• _Stored items_
[Start of Attachment]

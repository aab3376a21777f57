//! Error types shared by every simulation stage

use std::fmt;

/// One rejected input field and the reason it was rejected
#[derive(Debug, Clone, PartialEq)]
pub struct FieldIssue {
    pub field: &'static str,
    pub message: String,
}

impl FieldIssue {
    pub fn new(field: &'static str, message: impl Into<String>) -> Self {
        Self {
            field,
            message: message.into(),
        }
    }
}

impl fmt::Display for FieldIssue {
    fn fmt(&self, f: &mut fmt::Formatter<'_>) -> fmt::Result {
        write!(f, "{}: {}", self.field, self.message)
    }
}

fn join_issues(issues: &[FieldIssue]) -> String {
    issues
        .iter()
        .map(|issue| issue.to_string())
        .collect::<Vec<_>>()
        .join("; ")
}

/// Errors raised while validating, simulating, solving or exporting
#[derive(Debug, thiserror::Error)]
pub enum SimulationError {
    /// One or more parameters were rejected before (or during) the simulation
    #[error("invalid input: {}", join_issues(.0))]
    InvalidInput(Vec<FieldIssue>),

    /// The target NPV cannot be reached by any price pair inside the search bounds
    #[error(
        "no viable carbon price: target NPV {target_npv:.2} exceeds the best reachable conservation NPV {max_conservation_npv:.2}"
    )]
    NoViableSolution {
        target_npv: f64,
        max_conservation_npv: f64,
    },

    #[error("I/O error: {0}")]
    Io(#[from] std::io::Error),

    #[error("CSV error: {0}")]
    Csv(#[from] csv::Error),

    #[error("JSON error: {0}")]
    Json(#[from] serde_json::Error),
}

impl SimulationError {
    /// Shorthand for a single-field `InvalidInput`
    pub fn invalid(field: &'static str, message: impl Into<String>) -> Self {
        SimulationError::InvalidInput(vec![FieldIssue::new(field, message)])
    }

    /// Fields named by an `InvalidInput`, empty for every other variant
    pub fn invalid_fields(&self) -> Vec<&'static str> {
        match self {
            SimulationError::InvalidInput(issues) => issues.iter().map(|i| i.field).collect(),
            _ => Vec::new(),
        }
    }
}

/// Convenience result type for simulation operations
pub type Result<T> = std::result::Result<T, SimulationError>;

#[cfg(test)]
mod tests {
    use super::*;

    #[test]
    fn test_invalid_input_lists_every_field() {
        let err = SimulationError::InvalidInput(vec![
            FieldIssue::new("discount_rate", "must not be negative"),
            FieldIssue::new("trials", "must be at least 1"),
        ]);

        let message = err.to_string();
        assert!(message.contains("discount_rate: must not be negative"));
        assert!(message.contains("trials: must be at least 1"));
        assert_eq!(err.invalid_fields(), vec!["discount_rate", "trials"]);
    }

    #[test]
    fn test_no_viable_solution_message() {
        let err = SimulationError::NoViableSolution {
            target_npv: 1000.0,
            max_conservation_npv: 12.5,
        };
        assert!(err.to_string().contains("1000.00"));
        assert!(err.invalid_fields().is_empty());
    }
}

[End of Attachment]

• _Work instruction_
Taking the records from the top, repeat each line exactly until you have repeated the line that contains "pub field: &'static".

• _Written reply_
repository aab3376a21777f57
//! Error types shared by every simulation stage

use std::fmt;

/// One rejected input field and the reason it was rejected
#[derive(Debug, Clone, PartialEq)]
pub struct FieldIssue {
    pub field: &'static str,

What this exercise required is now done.